The answer should be one number, the count of lines in the data with "alpha".

[Stored items]
-=-=-=-=-

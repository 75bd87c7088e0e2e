// SPDX-License-Identifier: BUSL-1.1
// Copyright (c) 2026 Alfred Jean LLC

//! The hook-written session map.
//!
//! `session_map.json` links tmux windows to agent sessions. The SessionStart
//! hook (`ccbot hook`) is its only writer; the bridge side is read-only and
//! re-reads the file on every monitor tick.

use std::collections::HashMap;
use std::path::Path;

use serde::{Deserialize, Serialize};

/// One window's agent binding, keyed by `"<tmux_session>:<window_id>"`.
#[derive(Debug, Clone, PartialEq, Eq, Serialize, Deserialize)]
pub struct SessionMapEntry {
    pub session_id: String,
    pub cwd: String,
    pub window_name: String,
}

/// In-memory view of the session map file.
#[derive(Debug, Clone, Default, PartialEq, Eq)]
pub struct SessionMap {
    entries: HashMap<String, SessionMapEntry>,
}

impl SessionMap {
    /// Load the map. A missing file is an empty map; malformed JSON is an
    /// error (the caller's tick aborts and retries next time).
    pub fn load(path: &Path) -> anyhow::Result<Self> {
        let entries = crate::persist::read_json(path)?.unwrap_or_default();
        Ok(Self { entries })
    }

    pub fn from_entries(entries: HashMap<String, SessionMapEntry>) -> Self {
        Self { entries }
    }

    pub fn key(tmux_session: &str, window_id: &str) -> String {
        format!("{tmux_session}:{window_id}")
    }

    pub fn get(&self, tmux_session: &str, window_id: &str) -> Option<&SessionMapEntry> {
        self.entries.get(&Self::key(tmux_session, window_id))
    }

    /// Iterate `(window_id, entry)` pairs belonging to one tmux session.
    pub fn windows_of<'a>(
        &'a self,
        tmux_session: &'a str,
    ) -> impl Iterator<Item = (&'a str, &'a SessionMapEntry)> + 'a {
        let prefix = format!("{tmux_session}:");
        self.entries.iter().filter_map(move |(key, entry)| {
            key.strip_prefix(prefix.as_str()).map(|window_id| (window_id, entry))
        })
    }

    /// Find the window currently mapped to an agent session, if any.
    pub fn window_for_session<'a>(
        &'a self,
        tmux_session: &'a str,
        agent_session_id: &str,
    ) -> Option<&'a str> {
        self.windows_of(tmux_session)
            .find(|(_, entry)| entry.session_id == agent_session_id)
            .map(|(window_id, _)| window_id)
    }

    pub fn len(&self) -> usize {
        self.entries.len()
    }

    pub fn is_empty(&self) -> bool {
        self.entries.is_empty()
    }
}

/// Rewrite one entry in the map file atomically. Used by the hook CLI;
/// the long-running bridge never calls this.
pub fn upsert_entry(
    path: &Path,
    tmux_session: &str,
    window_id: &str,
    entry: SessionMapEntry,
) -> anyhow::Result<()> {
    let mut entries: HashMap<String, SessionMapEntry> =
        crate::persist::read_json(path)?.unwrap_or_default();
    entries.insert(SessionMap::key(tmux_session, window_id), entry);
    crate::persist::write_json(path, &entries)
}

#[cfg(test)]
#[path = "session_map_tests.rs"]
mod tests;
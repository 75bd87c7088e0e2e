// SPDX-License-Identifier: BUSL-1.1
// Copyright (c) 2026 Alfred Jean LLC

//! Telegram glue: the [`ChatTransport`] implementation and the inbound
//! long-polling loop.
//!
//! Everything here is deliberately thin. Outbound messages try MarkdownV2
//! first and retry as plain text when Telegram rejects the entities — a
//! rendering failure never drops a message. Inbound, only forum-topic
//! messages from allowlisted users reach the command router; everyone else
//! is ignored without a reply.

use std::sync::Arc;

use teloxide::prelude::*;
use teloxide::types::{MessageId, MessageKind, ParseMode, ThreadId};
use teloxide::{ApiError, RequestError};
use tracing::{debug, info};

use crate::chat::{ChatTransport, TransportFuture};
use crate::commands::CommandRouter;

/// One transient-network retry per operation.
const SEND_RETRIES: usize = 1;

pub struct TelegramTransport {
    bot: Bot,
}

impl TelegramTransport {
    pub fn new(bot: Bot) -> Self {
        Self { bot }
    }
}

/// Whether the failure is Telegram rejecting our markup (retry as plain)
/// rather than something structural.
fn is_parse_error(err: &RequestError) -> bool {
    match err {
        RequestError::Api(ApiError::CantParseEntities(_)) => true,
        RequestError::Api(ApiError::Unknown(s)) => s.contains("can't parse entities"),
        _ => false,
    }
}

fn is_transient(err: &RequestError) -> bool {
    matches!(err, RequestError::Network(_) | RequestError::Io(_))
}

impl ChatTransport for TelegramTransport {
    fn send(&self, chat_id: i64, topic_id: i32, text: String) -> TransportFuture<'_, i32> {
        Box::pin(async move {
            let mut attempts = 0;
            let mut markdown = true;
            loop {
                let mut req = self
                    .bot
                    .send_message(ChatId(chat_id), text.clone())
                    .message_thread_id(ThreadId(MessageId(topic_id)));
                if markdown {
                    req = req.parse_mode(ParseMode::MarkdownV2);
                }
                match req.await {
                    Ok(message) => return Ok(message.id.0),
                    Err(e) if markdown && is_parse_error(&e) => {
                        debug!("markdown rejected, retrying plain");
                        markdown = false;
                    }
                    Err(e) if is_transient(&e) && attempts < SEND_RETRIES => {
                        attempts += 1;
                        tokio::time::sleep(std::time::Duration::from_millis(500)).await;
                    }
                    Err(e) => return Err(e.into()),
                }
            }
        })
    }

    fn edit(&self, chat_id: i64, message_id: i32, text: String) -> TransportFuture<'_, ()> {
        Box::pin(async move {
            let mut markdown = true;
            loop {
                let mut req = self
                    .bot
                    .edit_message_text(ChatId(chat_id), MessageId(message_id), text.clone());
                if markdown {
                    req = req.parse_mode(ParseMode::MarkdownV2);
                }
                match req.await {
                    Ok(_) => return Ok(()),
                    Err(e) if markdown && is_parse_error(&e) => {
                        debug!("markdown rejected on edit, retrying plain");
                        markdown = false;
                    }
                    Err(e) => return Err(e.into()),
                }
            }
        })
    }

    fn delete(&self, chat_id: i64, message_id: i32) -> TransportFuture<'_, ()> {
        Box::pin(async move {
            self.bot.delete_message(ChatId(chat_id), MessageId(message_id)).await?;
            Ok(())
        })
    }
}

/// Numeric-ID allowlist. Everyone else is rejected silently.
pub fn is_allowed(allowed: &[u64], user_id: u64) -> bool {
    allowed.contains(&user_id)
}

/// Drive the long-polling dispatcher until the process shuts down.
pub async fn run_dispatcher(bot: Bot, router: Arc<CommandRouter>, allowed: Vec<u64>) {
    info!("starting Telegram long-polling dispatcher");
    let allowed = Arc::new(allowed);

    let handler = Update::filter_message().endpoint(
        |msg: Message, router: Arc<CommandRouter>, allowed: Arc<Vec<u64>>| async move {
            handle_update(msg, router, allowed).await;
            respond(())
        },
    );

    Dispatcher::builder(bot, handler)
        .dependencies(dptree::deps![router, allowed])
        .default_handler(|_upd| async {})
        .build()
        .dispatch()
        .await;
}

async fn handle_update(msg: Message, router: Arc<CommandRouter>, allowed: Arc<Vec<u64>>) {
    // Bots never drive the bridge.
    let Some(from) = msg.from.as_ref() else {
        return;
    };
    if from.is_bot || !is_allowed(&allowed, from.id.0) {
        return;
    }

    // Topic mode only: a message outside a forum topic has nowhere to bind.
    let Some(thread_id) = msg.thread_id else {
        return;
    };
    let user_id = from.id.0;
    let chat_id = msg.chat.id.0;
    let topic_id = thread_id.0 .0;

    if matches!(msg.kind, MessageKind::ForumTopicClosed(_)) {
        debug!(user_id, topic_id, "topic closed");
        router.topic_closed(user_id, topic_id).await;
        return;
    }

    let Some(text) = msg.text() else {
        return;
    };
    if text.trim().is_empty() {
        return;
    }

    router.handle_message(user_id, chat_id, topic_id, text).await;
}

#[cfg(test)]
#[path = "telegram_tests.rs"]
mod tests;
// SPDX-License-Identifier: BUSL-1.1
// Copyright (c) 2026 Alfred Jean LLC

use clap::Parser;

use super::Config;

fn parse(args: &[&str]) -> Config {
    let mut full = vec!["ccbot"];
    full.extend_from_slice(args);
    match Config::try_parse_from(full) {
        Ok(c) => c,
        Err(e) => unreachable!("args failed to parse: {e}"),
    }
}

#[test]
fn defaults_match_documented_values() {
    let config = parse(&[]);
    assert_eq!(config.tmux_session, "ccbot");
    assert_eq!(config.agent_command, "claude");
    assert_eq!(config.config_dir, "~/.ccbot");
    assert!((config.poll_interval - 2.0).abs() < f64::EPSILON);
    assert!((config.status_poll_interval - 1.0).abs() < f64::EPSILON);
}

#[test]
fn validate_requires_token_and_allowlist() {
    let config = parse(&[]);
    assert!(config.validate().is_err());

    let config = parse(&["--token", "123:abc"]);
    assert!(config.validate().is_err());

    let config = parse(&["--token", "123:abc", "--allowed-users", "42"]);
    assert!(config.validate().is_ok());
}

#[test]
fn allowlist_parses_and_trims() -> anyhow::Result<()> {
    let config = parse(&["--allowed-users", "42, 7,1000,"]);
    assert_eq!(config.allowed_user_ids()?, vec![42, 7, 1000]);
    Ok(())
}

#[test]
fn allowlist_rejects_non_numeric_entries() {
    let config = parse(&["--allowed-users", "42,bob"]);
    assert!(config.allowed_user_ids().is_err());
}

#[test]
fn validate_rejects_zero_poll_interval() {
    let config = parse(&["--token", "t", "--allowed-users", "1", "--poll-interval", "0"]);
    assert!(config.validate().is_err());
}

#[test]
fn state_paths_live_under_config_dir() {
    let config = parse(&["--config-dir", "/tmp/ccbot-test"]);
    assert_eq!(config.state_path(), std::path::Path::new("/tmp/ccbot-test/state.json"));
    assert_eq!(
        config.monitor_state_path(),
        std::path::Path::new("/tmp/ccbot-test/monitor_state.json")
    );
    assert_eq!(
        config.session_map_path(),
        std::path::Path::new("/tmp/ccbot-test/session_map.json")
    );
}

#[test]
fn poll_interval_converts_to_duration() {
    let config = parse(&["--poll-interval", "0.5"]);
    assert_eq!(config.poll_interval(), std::time::Duration::from_millis(500));
}
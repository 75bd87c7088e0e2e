// SPDX-License-Identifier: BUSL-1.1
// Copyright (c) 2026 Alfred Jean LLC

use crate::event::{ContentType, Role};

use super::parse_line;

#[test]
fn assistant_text_block() -> anyhow::Result<()> {
    let line = r#"{"type":"assistant","timestamp":"2026-01-02T03:04:05Z","message":{"role":"assistant","content":[{"type":"text","text":"Here is the answer."}]}}"#;
    let entries = parse_line(line)?;
    assert_eq!(entries.len(), 1);
    assert_eq!(entries[0].content_type, ContentType::Text);
    assert_eq!(entries[0].role, Role::Assistant);
    assert_eq!(entries[0].text, "Here is the answer.");
    assert_eq!(entries[0].timestamp.as_deref(), Some("2026-01-02T03:04:05Z"));
    Ok(())
}

#[test]
fn one_line_fans_out_into_multiple_entries() -> anyhow::Result<()> {
    let line = r#"{"type":"assistant","message":{"content":[
        {"type":"thinking","thinking":"hmm"},
        {"type":"text","text":"ok"},
        {"type":"tool_use","id":"toolu_1","name":"Bash","input":{"command":"ls -la"}}
    ]}}"#;
    let entries = parse_line(line)?;
    let types: Vec<ContentType> = entries.iter().map(|e| e.content_type).collect();
    assert_eq!(types, vec![ContentType::Thinking, ContentType::Text, ContentType::ToolUse]);
    Ok(())
}

#[test]
fn thinking_is_clamped_with_ellipsis() -> anyhow::Result<()> {
    let long = "x".repeat(600);
    let line = format!(
        r#"{{"type":"assistant","message":{{"content":[{{"type":"thinking","thinking":"{long}"}}]}}}}"#
    );
    let entries = parse_line(&line)?;
    assert_eq!(entries[0].text.chars().count(), 501);
    assert!(entries[0].text.ends_with('…'));
    Ok(())
}

#[test]
fn tool_use_renders_bold_name_and_summary() -> anyhow::Result<()> {
    let line = r#"{"type":"assistant","message":{"content":[{"type":"tool_use","id":"toolu_2","name":"Read","input":{"file_path":"/tmp/a.rs","limit":40}}]}}"#;
    let entries = parse_line(line)?;
    assert_eq!(entries[0].text, "*Read* /tmp/a.rs");
    assert_eq!(entries[0].tool_use_id.as_deref(), Some("toolu_2"));
    assert_eq!(entries[0].tool_name.as_deref(), Some("Read"));
    Ok(())
}

#[test]
fn tool_result_carries_pairing_id() -> anyhow::Result<()> {
    let line = r#"{"type":"user","message":{"content":[{"type":"tool_result","tool_use_id":"toolu_2","content":"Read 50 lines"}]}}"#;
    let entries = parse_line(line)?;
    assert_eq!(entries[0].content_type, ContentType::ToolResult);
    assert_eq!(entries[0].tool_use_id.as_deref(), Some("toolu_2"));
    assert_eq!(entries[0].text, "Read 50 lines");
    Ok(())
}

#[test]
fn tool_result_array_content_is_joined() -> anyhow::Result<()> {
    let line = r#"{"type":"user","message":{"content":[{"type":"tool_result","tool_use_id":"t","content":[{"type":"text","text":"a"},{"type":"text","text":"b"}]}]}}"#;
    let entries = parse_line(line)?;
    assert_eq!(entries[0].text, "a\nb");
    Ok(())
}

#[test]
fn error_prefix_reclassifies_to_tool_error() -> anyhow::Result<()> {
    let line = r#"{"type":"user","message":{"content":[{"type":"tool_result","tool_use_id":"t","content":"Error: no such file"}]}}"#;
    let entries = parse_line(line)?;
    assert_eq!(entries[0].content_type, ContentType::ToolError);
    Ok(())
}

#[test]
fn interrupt_marker_reclassifies_to_tool_error() -> anyhow::Result<()> {
    let line = r#"{"type":"user","message":{"content":[{"type":"tool_result","tool_use_id":"t","content":"[Request interrupted by user]"}]}}"#;
    let entries = parse_line(line)?;
    assert_eq!(entries[0].content_type, ContentType::ToolError);
    Ok(())
}

#[test]
fn plain_user_message_string_form() -> anyhow::Result<()> {
    let line = r#"{"type":"user","message":{"content":"fix the tests"}}"#;
    let entries = parse_line(line)?;
    assert_eq!(entries[0].content_type, ContentType::User);
    assert_eq!(entries[0].text, "fix the tests");
    Ok(())
}

#[test]
fn local_command_extracts_name_and_args() -> anyhow::Result<()> {
    let line = r#"{"type":"user","message":{"content":"<command-name>/clear</command-name><command-message>clear</command-message><command-args>now</command-args>"}}"#;
    let entries = parse_line(line)?;
    assert_eq!(entries[0].content_type, ContentType::LocalCommand);
    assert_eq!(entries[0].text, "/clear now");
    Ok(())
}

#[test]
fn empty_command_stdout_is_dropped() -> anyhow::Result<()> {
    let line = r#"{"type":"user","message":{"content":"<local-command-stdout></local-command-stdout>"}}"#;
    assert!(parse_line(line)?.is_empty());
    Ok(())
}

#[test]
fn system_and_summary_lines_produce_nothing() -> anyhow::Result<()> {
    assert!(parse_line(r#"{"type":"system","subtype":"init"}"#)?.is_empty());
    assert!(parse_line(r#"{"type":"summary","summary":"compacted"}"#)?.is_empty());
    Ok(())
}

#[test]
fn meta_user_entries_are_skipped() -> anyhow::Result<()> {
    let line = r#"{"type":"user","isMeta":true,"message":{"content":"caveat text"}}"#;
    assert!(parse_line(line)?.is_empty());
    Ok(())
}

#[test]
fn malformed_line_is_an_error() {
    assert!(parse_line("{truncated").is_err());
}

#[test]
fn tool_summary_falls_back_to_key_value_pairs() -> anyhow::Result<()> {
    let line = r#"{"type":"assistant","message":{"content":[{"type":"tool_use","id":"t","name":"Custom","input":{"alpha":"one two","beta":3}}]}}"#;
    let entries = parse_line(line)?;
    assert!(entries[0].text.starts_with("*Custom* "));
    assert!(entries[0].text.contains("alpha=one two"));
    Ok(())
}
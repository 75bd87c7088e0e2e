// SPDX-License-Identifier: BUSL-1.1
// Copyright (c) 2026 Alfred Jean LLC

//! Atomic JSON persistence — every state file the bridge writes goes through
//! a temp-file-then-rename so a crash mid-write never leaves a torn file.

use std::io::Write;
use std::path::Path;

use serde::de::DeserializeOwned;
use serde::Serialize;

/// Serialize `value` as pretty JSON and atomically replace `path`.
///
/// The temp file is created in the destination directory so the final
/// rename stays on one filesystem.
pub fn write_json<T: Serialize>(path: &Path, value: &T) -> anyhow::Result<()> {
    let dir = path.parent().ok_or_else(|| anyhow::anyhow!("no parent dir for {path:?}"))?;
    std::fs::create_dir_all(dir)?;

    let mut tmp = tempfile::NamedTempFile::new_in(dir)?;
    serde_json::to_writer_pretty(&mut tmp, value)?;
    tmp.write_all(b"\n")?;
    tmp.flush()?;
    tmp.persist(path)?;
    Ok(())
}

/// Read and deserialize a JSON state file. A missing file yields `None`.
pub fn read_json<T: DeserializeOwned>(path: &Path) -> anyhow::Result<Option<T>> {
    let contents = match std::fs::read_to_string(path) {
        Ok(c) => c,
        Err(e) if e.kind() == std::io::ErrorKind::NotFound => return Ok(None),
        Err(e) => return Err(e.into()),
    };
    Ok(Some(serde_json::from_str(&contents)?))
}

#[cfg(test)]
#[path = "persist_tests.rs"]
mod tests;
//! Compact rendering of player and visit counters (`1.2K`, `150K`, `2.5B`).

/// Magnitude thresholds, largest first.
const UNITS: [(f64, &str); 3] = [(1e9, "B"), (1e6, "M"), (1e3, "K")];

/// Render a counter as a short human-readable string.
///
/// Missing, NaN and infinite values render as `"0"`. Values of a thousand
/// and above are scaled to `K`/`M`/`B`; a scaled value of 100 or more drops
/// its decimals, anything smaller keeps one decimal unless it is `.0`.
/// Smaller values are rounded and grouped with `,` separators.
pub fn format_compact(value: impl Into<Option<f64>>) -> String {
    let Some(n) = value.into().filter(|v| v.is_finite()) else {
        return "0".to_string();
    };

    let abs = n.abs();
    let sign = if n < 0.0 { "-" } else { "" };

    for (unit, symbol) in UNITS {
        if abs >= unit {
            let scaled = abs / unit;
            let digits = if scaled >= 100.0 {
                format!("{}", scaled.round())
            } else {
                let tenths = format!("{:.1}", (scaled * 10.0).round() / 10.0);
                match tenths.strip_suffix(".0") {
                    Some(whole) => whole.to_string(),
                    None => tenths,
                }
            };
            return format!("{sign}{digits}{symbol}");
        }
    }

    let rounded = abs.round() as u64;
    if rounded == 0 {
        return "0".to_string();
    }
    format!("{sign}{}", group_thousands(rounded))
}

/// Insert `,` between every group of three digits.
fn group_thousands(n: u64) -> String {
    let digits = n.to_string();
    let mut out = String::with_capacity(digits.len() + digits.len() / 3);
    for (i, ch) in digits.chars().enumerate() {
        if i > 0 && (digits.len() - i) % 3 == 0 {
            out.push(',');
        }
        out.push(ch);
    }
    out
}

-=-=-=-=-

» Result of this task
2